WHAT YOU SHOULD DO — From the entries below, copy every line that has the word "trim".

=== DATASET RECORDS ===

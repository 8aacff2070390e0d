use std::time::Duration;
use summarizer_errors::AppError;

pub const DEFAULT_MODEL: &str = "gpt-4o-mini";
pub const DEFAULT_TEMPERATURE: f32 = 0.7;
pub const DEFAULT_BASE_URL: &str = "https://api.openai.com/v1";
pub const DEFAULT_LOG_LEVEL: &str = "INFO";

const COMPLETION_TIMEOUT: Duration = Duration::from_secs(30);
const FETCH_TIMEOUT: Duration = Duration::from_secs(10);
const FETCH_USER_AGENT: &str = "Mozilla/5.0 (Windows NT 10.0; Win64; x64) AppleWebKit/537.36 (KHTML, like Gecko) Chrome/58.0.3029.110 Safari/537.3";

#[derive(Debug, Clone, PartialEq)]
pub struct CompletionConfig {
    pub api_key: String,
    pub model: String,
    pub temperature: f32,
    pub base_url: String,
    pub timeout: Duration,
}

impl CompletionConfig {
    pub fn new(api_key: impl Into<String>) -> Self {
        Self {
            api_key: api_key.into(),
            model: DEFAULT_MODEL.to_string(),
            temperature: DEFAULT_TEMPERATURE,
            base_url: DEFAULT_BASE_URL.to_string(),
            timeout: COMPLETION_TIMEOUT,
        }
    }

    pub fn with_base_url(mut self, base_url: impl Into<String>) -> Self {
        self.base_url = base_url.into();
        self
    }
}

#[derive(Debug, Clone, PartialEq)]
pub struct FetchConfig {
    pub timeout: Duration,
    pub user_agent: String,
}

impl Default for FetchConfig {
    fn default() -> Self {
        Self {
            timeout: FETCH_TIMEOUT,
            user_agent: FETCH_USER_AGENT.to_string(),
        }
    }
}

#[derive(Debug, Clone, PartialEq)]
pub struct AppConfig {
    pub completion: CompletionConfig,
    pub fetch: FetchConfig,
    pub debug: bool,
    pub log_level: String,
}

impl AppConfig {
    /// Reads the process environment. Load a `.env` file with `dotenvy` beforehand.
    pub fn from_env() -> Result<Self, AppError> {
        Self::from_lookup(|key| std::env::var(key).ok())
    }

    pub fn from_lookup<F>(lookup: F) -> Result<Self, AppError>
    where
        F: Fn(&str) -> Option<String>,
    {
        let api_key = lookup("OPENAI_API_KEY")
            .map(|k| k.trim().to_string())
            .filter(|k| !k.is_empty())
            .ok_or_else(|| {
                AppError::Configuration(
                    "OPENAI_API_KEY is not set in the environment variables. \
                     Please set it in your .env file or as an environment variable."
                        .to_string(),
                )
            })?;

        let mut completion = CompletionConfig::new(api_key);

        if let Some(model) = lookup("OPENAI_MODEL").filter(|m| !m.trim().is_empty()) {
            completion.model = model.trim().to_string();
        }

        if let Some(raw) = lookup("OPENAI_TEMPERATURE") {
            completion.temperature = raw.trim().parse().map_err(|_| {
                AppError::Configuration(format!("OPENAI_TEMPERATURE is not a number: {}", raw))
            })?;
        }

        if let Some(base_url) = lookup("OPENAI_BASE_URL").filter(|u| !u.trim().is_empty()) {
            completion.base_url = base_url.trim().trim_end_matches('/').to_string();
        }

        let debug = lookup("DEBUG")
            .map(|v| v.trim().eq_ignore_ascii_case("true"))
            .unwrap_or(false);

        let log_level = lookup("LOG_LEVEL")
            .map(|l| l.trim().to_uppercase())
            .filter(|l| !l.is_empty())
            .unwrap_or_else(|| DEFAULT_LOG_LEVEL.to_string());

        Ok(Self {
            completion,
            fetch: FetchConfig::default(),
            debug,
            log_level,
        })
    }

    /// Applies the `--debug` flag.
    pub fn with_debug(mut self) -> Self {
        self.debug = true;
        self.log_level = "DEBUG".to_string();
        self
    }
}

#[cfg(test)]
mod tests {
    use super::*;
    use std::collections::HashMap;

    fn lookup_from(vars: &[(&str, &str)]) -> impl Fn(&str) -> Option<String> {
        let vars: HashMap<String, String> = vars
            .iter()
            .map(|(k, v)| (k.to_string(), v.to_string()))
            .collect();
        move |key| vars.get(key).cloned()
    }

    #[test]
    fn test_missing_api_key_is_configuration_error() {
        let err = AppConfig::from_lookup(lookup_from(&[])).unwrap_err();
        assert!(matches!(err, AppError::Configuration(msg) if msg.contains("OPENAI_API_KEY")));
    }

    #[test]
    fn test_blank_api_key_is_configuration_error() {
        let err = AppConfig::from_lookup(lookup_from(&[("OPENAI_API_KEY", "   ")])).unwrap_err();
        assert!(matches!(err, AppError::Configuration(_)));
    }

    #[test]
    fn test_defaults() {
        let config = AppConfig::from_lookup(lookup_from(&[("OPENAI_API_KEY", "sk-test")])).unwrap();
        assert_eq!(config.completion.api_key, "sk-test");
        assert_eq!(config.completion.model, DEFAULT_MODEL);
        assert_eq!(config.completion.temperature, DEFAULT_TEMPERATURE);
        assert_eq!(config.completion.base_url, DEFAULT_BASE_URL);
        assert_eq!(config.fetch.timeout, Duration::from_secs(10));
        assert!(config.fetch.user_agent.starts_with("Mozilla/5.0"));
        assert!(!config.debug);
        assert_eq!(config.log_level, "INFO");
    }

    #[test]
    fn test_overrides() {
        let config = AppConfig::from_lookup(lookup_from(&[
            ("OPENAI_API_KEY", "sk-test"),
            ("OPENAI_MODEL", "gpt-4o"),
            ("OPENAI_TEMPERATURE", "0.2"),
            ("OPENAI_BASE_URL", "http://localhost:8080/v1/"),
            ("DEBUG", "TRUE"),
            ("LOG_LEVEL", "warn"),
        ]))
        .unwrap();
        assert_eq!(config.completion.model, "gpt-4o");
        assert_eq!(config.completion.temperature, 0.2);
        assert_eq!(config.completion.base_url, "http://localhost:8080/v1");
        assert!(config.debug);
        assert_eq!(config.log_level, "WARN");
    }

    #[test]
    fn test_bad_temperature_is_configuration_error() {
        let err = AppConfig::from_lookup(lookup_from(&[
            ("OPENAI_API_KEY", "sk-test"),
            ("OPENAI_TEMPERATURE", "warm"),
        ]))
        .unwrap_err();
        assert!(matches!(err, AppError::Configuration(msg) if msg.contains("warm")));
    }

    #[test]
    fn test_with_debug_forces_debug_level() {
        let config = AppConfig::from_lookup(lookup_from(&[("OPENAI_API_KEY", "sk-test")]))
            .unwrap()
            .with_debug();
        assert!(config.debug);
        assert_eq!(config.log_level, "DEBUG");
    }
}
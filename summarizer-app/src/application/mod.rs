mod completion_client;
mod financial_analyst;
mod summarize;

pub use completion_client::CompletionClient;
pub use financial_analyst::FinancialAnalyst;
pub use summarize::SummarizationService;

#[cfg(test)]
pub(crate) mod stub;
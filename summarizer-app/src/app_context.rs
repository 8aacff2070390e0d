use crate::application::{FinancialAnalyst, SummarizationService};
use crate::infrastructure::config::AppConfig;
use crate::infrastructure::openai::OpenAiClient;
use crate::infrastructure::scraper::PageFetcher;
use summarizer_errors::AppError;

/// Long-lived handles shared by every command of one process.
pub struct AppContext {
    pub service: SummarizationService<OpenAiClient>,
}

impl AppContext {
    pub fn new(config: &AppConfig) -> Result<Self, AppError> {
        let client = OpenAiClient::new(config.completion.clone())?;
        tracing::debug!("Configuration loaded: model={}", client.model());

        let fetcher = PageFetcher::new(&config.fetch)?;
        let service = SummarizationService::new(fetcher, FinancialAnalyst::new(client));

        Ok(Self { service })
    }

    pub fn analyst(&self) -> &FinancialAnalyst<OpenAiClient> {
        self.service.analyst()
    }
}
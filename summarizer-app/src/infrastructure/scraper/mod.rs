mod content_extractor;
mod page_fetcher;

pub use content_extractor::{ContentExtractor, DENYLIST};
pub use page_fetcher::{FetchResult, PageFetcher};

===

TASK OUTPUT —
            .map(|k| k.trim().to_string())
        if let Some(model) = lookup("OPENAI_MODEL").filter(|m| !m.trim().is_empty()) {
            completion.model = model.trim().to_string();
            completion.temperature = raw.trim().parse().map_err(|_| {
        if let Some(base_url) = lookup("OPENAI_BASE_URL").filter(|u| !u.trim().is_empty()) {
            completion.base_url = base_url.trim().trim_end_matches('/').to_string();
            .map(|v| v.trim().eq_ignore_ascii_case("true"))
            .map(|l| l.trim().to_uppercase())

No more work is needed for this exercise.